Background and purpose: High-density lipoprotein (HDL) levels are inversely associated with stroke incidence, suggesting a protective effect. Using a rat model, we tested the hypothesis that HDL exerts direct vasculo-/neuroprotective effects when administered during the acute phase of embolic stroke.
Methods: After embolic occlusion, Sprague-Dawley rats were randomly treated intravenously with purified HDL versus saline immediately (2, 10 mg/kg) or 3 or 5 hours (10 mg/kg) after stroke. The effects of HDL were assessed blindly 24 hours later by evaluating neurological deficit score and measuring the infarct volume and blood-brain barrier breakdown. Protease activities and neutrophil infiltration were also evaluated.

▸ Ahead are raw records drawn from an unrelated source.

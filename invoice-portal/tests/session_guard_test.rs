mod common;

use common::*;
use reqwest::header::LOCATION;
use serde_json::{json, Value};

#[tokio::test]
async fn health_check_works() {
    let app = TestApp::spawn().await;

    let response = reqwest::get(app.url("/health")).await.unwrap();

    assert!(response.status().is_success());
    assert_eq!(response.text().await.unwrap(), "OK");
}

#[tokio::test]
async fn metrics_are_public() {
    let app = TestApp::spawn().await;

    let response = reqwest::get(app.url("/metrics")).await.unwrap();

    assert_eq!(response.status(), 200);
    assert!(response.headers()["content-type"]
        .to_str()
        .unwrap()
        .starts_with("text/plain"));
}

#[tokio::test]
async fn login_lands_each_role_on_its_dashboard() {
    let app = TestApp::spawn().await;

    for (email, landing) in [
        (VENDOR_EMAIL, "/vendor-dashboard"),
        (FINANCE_EMAIL, "/finance-dashboard"),
        (ADMIN_EMAIL, "/admin-dashboard"),
    ] {
        let response = app
            .browser()
            .post(app.url("/login"))
            .json(&json!({ "email": email, "password": PASSWORD }))
            .send()
            .await
            .unwrap();
        assert_eq!(response.status(), 200);
        let body: Value = response.json().await.unwrap();
        assert_eq!(body["redirect"], landing);
        assert_eq!(body["user"]["email"], email);
    }
}

#[tokio::test]
async fn wrong_password_shows_backend_message() {
    let app = TestApp::spawn().await;

    let response = app
        .browser()
        .post(app.url("/login"))
        .json(&json!({ "email": VENDOR_EMAIL, "password": "nope" }))
        .send()
        .await
        .unwrap();

    assert_eq!(response.status(), 401);
    let body: Value = response.json().await.unwrap();
    assert_eq!(body["error"], "Invalid email or password");
}

#[tokio::test]
async fn no_session_redirects_to_login() {
    let app = TestApp::spawn().await;
    let browser = app.browser();

    for path in ["/vendor/draft", "/finance/invoices", "/admin/vendors"] {
        let response = browser.get(app.url(path)).send().await.unwrap();
        assert_eq!(response.status(), 303, "{path}");
        assert_eq!(response.headers()[LOCATION], "/login");
    }
}

#[tokio::test]
async fn wrong_role_is_sent_to_unauthorized() {
    let app = TestApp::spawn().await;
    let vendor = app.login(VENDOR_EMAIL).await;

    let response = vendor
        .get(app.url("/finance/invoices"))
        .send()
        .await
        .unwrap();
    assert_eq!(response.status(), 303);
    assert_eq!(response.headers()[LOCATION], "/unauthorized");

    let response = vendor.get(app.url("/unauthorized")).send().await.unwrap();
    assert_eq!(response.status(), 403);
    let body: Value = response.json().await.unwrap();
    assert_eq!(body["error"], "Unauthorized Access");

    let finance = app.login(FINANCE_EMAIL).await;
    let response = finance
        .get(app.url("/admin/audit-logs"))
        .send()
        .await
        .unwrap();
    assert_eq!(response.headers()[LOCATION], "/unauthorized");
}

#[tokio::test]
async fn rejected_token_clears_the_session() {
    let app = TestApp::spawn().await;
    let vendor = app.login(VENDOR_EMAIL).await;
    vendor
        .put(app.url("/vendor/draft/fields"))
        .json(&json!({ "po_number": "PO-5" }))
        .send()
        .await
        .unwrap();

    app.backend.revoke_tokens();
    let response = vendor.get(app.url("/vendor/draft")).send().await.unwrap();
    assert_eq!(response.status(), 303);
    assert_eq!(response.headers()[LOCATION], "/login");

    // Signing in again with the same browser starts from an empty draft.
    vendor
        .post(app.url("/login"))
        .json(&json!({ "email": VENDOR_EMAIL, "password": PASSWORD }))
        .send()
        .await
        .unwrap();
    let draft: Value = vendor
        .get(app.url("/vendor/draft"))
        .send()
        .await
        .unwrap()
        .json()
        .await
        .unwrap();
    assert_eq!(draft["fields"]["po_number"], "");
}

#[tokio::test]
async fn logout_ends_the_session() {
    let app = TestApp::spawn().await;
    let admin = app.login(ADMIN_EMAIL).await;
    assert_eq!(
        admin.get(app.url("/admin/vendors")).send().await.unwrap().status(),
        200
    );

    let response = admin.post(app.url("/logout")).send().await.unwrap();
    assert_eq!(response.status(), 200);
    let body: Value = response.json().await.unwrap();
    assert_eq!(body["redirect"], "/login");

    let response = admin.get(app.url("/admin/vendors")).send().await.unwrap();
    assert_eq!(response.headers()[LOCATION], "/login");
}

#[tokio::test]
async fn signup_creates_an_account_that_can_log_in() {
    let app = TestApp::spawn().await;

    let response = app
        .browser()
        .post(app.url("/signup"))
        .json(&json!({ "email": "new@acme.in", "password": PASSWORD, "role": "finance" }))
        .send()
        .await
        .unwrap();
    assert_eq!(response.status(), 201);
    let body: Value = response.json().await.unwrap();
    assert_eq!(body["redirect"], "/login");

    let finance = app.login("new@acme.in").await;
    let response = finance
        .get(app.url("/finance/invoices"))
        .send()
        .await
        .unwrap();
    assert_eq!(response.status(), 200);
}

#[tokio::test]
async fn signup_rejects_unknown_roles_and_bad_emails() {
    let app = TestApp::spawn().await;

    let response = app
        .browser()
        .post(app.url("/signup"))
        .json(&json!({ "email": "x@acme.in", "password": PASSWORD, "role": "auditor" }))
        .send()
        .await
        .unwrap();
    assert_eq!(response.status(), 400);

    let response = app
        .browser()
        .post(app.url("/signup"))
        .json(&json!({ "email": "not-an-email", "password": PASSWORD, "role": "vendor" }))
        .send()
        .await
        .unwrap();
    assert_eq!(response.status(), 422);

    let response = app
        .browser()
        .post(app.url("/signup"))
        .json(&json!({ "email": VENDOR_EMAIL, "password": PASSWORD, "role": "vendor" }))
        .send()
        .await
        .unwrap();
    assert_eq!(response.status(), 400);
    let body: Value = response.json().await.unwrap();
    assert_eq!(body["error"], "User already exists");
}
use serde::Deserialize;
use service_core::config as core_config;
use service_core::error::AppError;

#[derive(Debug, Deserialize, Clone)]
pub struct Settings {
    pub server: ServerSettings,
    pub backend: BackendSettings,
    pub storage: StorageSettings,
    #[serde(default)]
    pub telemetry: core_config::Config,
}

#[derive(Debug, Deserialize, Clone)]
pub struct ServerSettings {
    pub host: String,
    pub port: u16,
    /// Sessions expire after this much inactivity.
    #[serde(default = "default_session_ttl_hours")]
    pub session_ttl_hours: i64,
    /// Set in production behind HTTPS.
    #[serde(default)]
    pub secure_cookies: bool,
}

fn default_session_ttl_hours() -> i64 {
    24
}

#[derive(Debug, Deserialize, Clone)]
pub struct BackendSettings {
    /// Base URL of the invoice/vendor/audit REST backend.
    pub url: String,
    #[serde(default = "default_timeout_seconds")]
    pub timeout_seconds: u64,
}

fn default_timeout_seconds() -> u64 {
    30
}

#[derive(Debug, Deserialize, Clone)]
pub struct StorageSettings {
    pub backend: StorageBackend,
    #[serde(default = "default_local_path")]
    pub local_path: String,
    /// Where locally stored objects are served from (the portal's `/files` route).
    #[serde(default)]
    pub public_url: Option<String>,
    pub s3_bucket: Option<String>,
    pub s3_region: Option<String>,
}

fn default_local_path() -> String {
    "storage".to_string()
}

#[derive(Debug, Clone, Copy, Deserialize, PartialEq, Eq)]
#[serde(rename_all = "lowercase")]
pub enum StorageBackend {
    Local,
    S3,
}

impl StorageSettings {
    /// Bucket and region, both required for the S3 backend.
    pub fn s3_location(&self) -> Result<(String, String), AppError> {
        match (&self.s3_bucket, &self.s3_region) {
            (Some(bucket), Some(region)) if !bucket.is_empty() && !region.is_empty() => {
                Ok((bucket.clone(), region.clone()))
            }
            _ => Err(AppError::ConfigError(anyhow::anyhow!(
                "storage.s3_bucket and storage.s3_region are required for the s3 backend"
            ))),
        }
    }

    pub fn local_public_url(&self) -> Result<String, AppError> {
        self.public_url.clone().ok_or_else(|| {
            AppError::ConfigError(anyhow::anyhow!(
                "storage.public_url is required for the local backend"
            ))
        })
    }
}

pub fn get_configuration() -> Result<Settings, AppError> {
    let base_path = std::env::current_dir()?;

    // Works from the workspace root and from inside the crate directory.
    let configuration_directory = if base_path.ends_with("invoice-portal") {
        base_path.join("config")
    } else {
        base_path.join("invoice-portal").join("config")
    };

    core_config::load_layered(&configuration_directory)
}
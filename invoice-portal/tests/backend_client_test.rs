use invoice_portal::config::BackendSettings;
use invoice_portal::models::invoice::{InvoiceStatus, PaymentRequest, RemarkRequest};
use invoice_portal::services::backend_client::BackendClient;
use invoice_portal::services::session::SessionContext;
use serde_json::json;
use service_core::error::AppError;
use wiremock::matchers::{body_json, header, method, path, query_param};
use wiremock::{Mock, MockServer, ResponseTemplate};

fn client(server: &MockServer) -> BackendClient {
    BackendClient::new(&BackendSettings {
        url: server.uri(),
        timeout_seconds: 5,
    })
    .unwrap()
}

fn session() -> SessionContext {
    SessionContext::new("tok-123", None)
}

#[tokio::test]
async fn sends_bearer_token_and_status_query() {
    let server = MockServer::start().await;
    Mock::given(method("GET"))
        .and(path("/invoices"))
        .and(query_param("status", "changes_requested"))
        .and(header("authorization", "Bearer tok-123"))
        .respond_with(ResponseTemplate::new(200).set_body_json(json!([
            { "id": "V-001", "po_number": "PO-1", "status": "changes_requested" }
        ])))
        .expect(1)
        .mount(&server)
        .await;

    let invoices = client(&server)
        .list_invoices(&session(), InvoiceStatus::ChangesRequested)
        .await
        .unwrap();

    assert_eq!(invoices.len(), 1);
    assert_eq!(invoices[0].id(), "V-001");
}

#[tokio::test]
async fn nulls_in_backend_records_do_not_break_lists() {
    let server = MockServer::start().await;
    Mock::given(method("GET"))
        .and(path("/invoices"))
        .respond_with(ResponseTemplate::new(200).set_body_json(json!([
            { "id": "V-001", "po_number": "PO-1", "status": "pending" },
            {
                "id": "V-002",
                "name": "Zenith Traders",
                "address": null,
                "po_number": 88,
                "po_date": null,
                "taxable_amt": null,
                "pdfs": null,
                "status": "pending",
                "remark": null,
                "reupload": null
            },
            {
                "id": "V-003",
                "pdfs": { "po_pdf": null, "invoice_pdf": ["https://b/inv.pdf"] },
                "status": "pending"
            }
        ])))
        .mount(&server)
        .await;
    Mock::given(method("GET"))
        .and(path("/vendor"))
        .respond_with(ResponseTemplate::new(200).set_body_json(json!({
            "vendors": [{ "id": "V-002", "name": "Zenith Traders", "pan": null, "state": null }]
        })))
        .mount(&server)
        .await;
    Mock::given(method("GET"))
        .and(path("/audit-logs"))
        .respond_with(ResponseTemplate::new(200).set_body_json(json!([
            { "timestamp": "2024-06-01T09:00:00Z", "action": "upload", "details": null, "role": null }
        ])))
        .mount(&server)
        .await;
    let client = client(&server);

    let invoices = client
        .list_invoices(&session(), InvoiceStatus::Pending)
        .await
        .unwrap();
    assert_eq!(invoices.len(), 3);
    assert_eq!(invoices[1].fields.address, "");
    assert_eq!(invoices[1].fields.po_number, "88");
    assert!(invoices[1].pdfs.is_empty());
    assert!(!invoices[1].reupload);
    assert_eq!(invoices[2].pdfs.invoice_pdf.len(), 1);

    let vendors = client.list_vendors(&session()).await.unwrap();
    assert_eq!(vendors[0].pan, "");

    let entries = client.audit_logs(&session()).await.unwrap();
    assert_eq!(entries[0].details, "");
    assert_eq!(entries[0].action, "upload");
}

#[tokio::test]
async fn remark_posts_remark_and_pdfs() {
    let server = MockServer::start().await;
    Mock::given(method("POST"))
        .and(path("/remark/V-001"))
        .and(body_json(json!({
            "remark": "Missing PAN copy",
            "pdfs": { "po_pdf": ["https://b/1.pdf"], "invoice_pdf": [] }
        })))
        .respond_with(ResponseTemplate::new(200).set_body_json(json!({ "message": "ok" })))
        .expect(1)
        .mount(&server)
        .await;

    let mut body = RemarkRequest {
        remark: "Missing PAN copy".into(),
        pdfs: Default::default(),
    };
    body.pdfs.po_pdf.push("https://b/1.pdf".into());

    client(&server)
        .send_remark(&session(), "V-001", &body)
        .await
        .unwrap();
}

#[tokio::test]
async fn inbox_is_addressed_by_email() {
    let server = MockServer::start().await;
    Mock::given(method("GET"))
        .and(path("/inbox/ravi@acme.in"))
        .respond_with(ResponseTemplate::new(200).set_body_json(json!([])))
        .expect(1)
        .mount(&server)
        .await;

    let invoices = client(&server)
        .vendor_inbox(&session(), "ravi@acme.in")
        .await
        .unwrap();

    assert!(invoices.is_empty());
}

#[tokio::test]
async fn client_error_keeps_status_and_message() {
    let server = MockServer::start().await;
    Mock::given(method("POST"))
        .and(path("/send-for-payment/V-001"))
        .respond_with(
            ResponseTemplate::new(409).set_body_json(json!({ "message": "Invoice already paid" })),
        )
        .mount(&server)
        .await;

    let err = client(&server)
        .send_for_payment(&session(), "V-001", &PaymentRequest { message: String::new() })
        .await
        .unwrap_err();

    match err {
        AppError::Upstream { status, message } => {
            assert_eq!(status, 409);
            assert_eq!(message.as_deref(), Some("Invoice already paid"));
        }
        other => panic!("unexpected error: {other:?}"),
    }
}

#[tokio::test]
async fn error_field_is_used_when_message_is_absent() {
    let server = MockServer::start().await;
    Mock::given(method("GET"))
        .and(path("/audit-logs"))
        .respond_with(ResponseTemplate::new(403).set_body_json(json!({ "error": "Admins only" })))
        .mount(&server)
        .await;

    let err = client(&server).audit_logs(&session()).await.unwrap_err();

    assert_eq!(err.user_message(), "Admins only");
}

#[tokio::test]
async fn server_error_without_body_uses_fallback() {
    let server = MockServer::start().await;
    Mock::given(method("GET"))
        .and(path("/vendor"))
        .respond_with(ResponseTemplate::new(500))
        .mount(&server)
        .await;

    let err = client(&server).list_vendors(&session()).await.unwrap_err();

    assert!(matches!(err, AppError::Upstream { status: 500, message: None }));
    assert_eq!(
        err.user_message(),
        service_core::error::UPSTREAM_FALLBACK_MESSAGE
    );
}

#[tokio::test]
async fn unauthorized_maps_to_session_expiry() {
    let server = MockServer::start().await;
    Mock::given(method("GET"))
        .and(path("/me"))
        .respond_with(ResponseTemplate::new(401))
        .mount(&server)
        .await;

    let err = client(&server).me(&session()).await.unwrap_err();

    assert!(matches!(err, AppError::Unauthorized(_)));
    assert_eq!(err.user_message(), "Session expired, please log in again");
}

#[tokio::test]
async fn unknown_gst_is_not_an_error() {
    let server = MockServer::start().await;
    Mock::given(method("GET"))
        .and(path("/vendor/gst/29ABCDE1234F1Z5"))
        .respond_with(ResponseTemplate::new(404).set_body_json(json!({ "message": "Vendor not found" })))
        .mount(&server)
        .await;

    let vendor = client(&server)
        .vendor_by_gst(&session(), "29ABCDE1234F1Z5")
        .await
        .unwrap();

    assert!(vendor.is_none());
}

#[tokio::test]
async fn unreadable_success_body_is_a_gateway_error() {
    let server = MockServer::start().await;
    Mock::given(method("POST"))
        .and(path("/login"))
        .respond_with(ResponseTemplate::new(200).set_body_string("<html>maintenance</html>"))
        .mount(&server)
        .await;

    let err = client(&server).login("a@b.in", "pw").await.unwrap_err();

    assert!(matches!(err, AppError::BadGateway(_)));
}

#[tokio::test]
async fn unreachable_backend_is_a_gateway_error() {
    let client = BackendClient::new(&BackendSettings {
        url: "http://127.0.0.1:1".into(),
        timeout_seconds: 2,
    })
    .unwrap();

    let err = client.me(&session()).await.unwrap_err();

    assert!(matches!(err, AppError::BadGateway(_)));
}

Results: HDL injection immediately after stroke (10 mg/kg) reduced by 68% the mortality at 24 hours (P=0.015). HDL administration immediately or at 3 or 5 hours after stroke also reduced cerebral infarct volume by 74%, 68%, and 70.7%, respectively (P=0.0003, P=0.011, and P=0.019; n=17 per group). The neurological deficit at 24 hours in the HDL-treated group was decreased versus the saline-treated group (P=0.015). Ischemia-induced blood-brain barrier breakdown was significantly reduced in HDL-treated rats versus controls (P=0.0045). Neuroprotective effects of HDL were associated with decreased neutrophil recruitment in the infarct area (P=0.0027) accompanied by reduced matrix metalloproteinase gelatinase activity. Immunostaining showed that HDL was associated with endothelial and glial cells, and also that intercellular adhesion molecule-1 expression was decreased in vessels within the infarct area.
Conclusions: Administration of HDL is neuroprotective when performed up to 5 hours after experimental stroke. This effect may be attributed to the ability of HDL to protect the blood-brain barrier and limit neutrophil recruitment.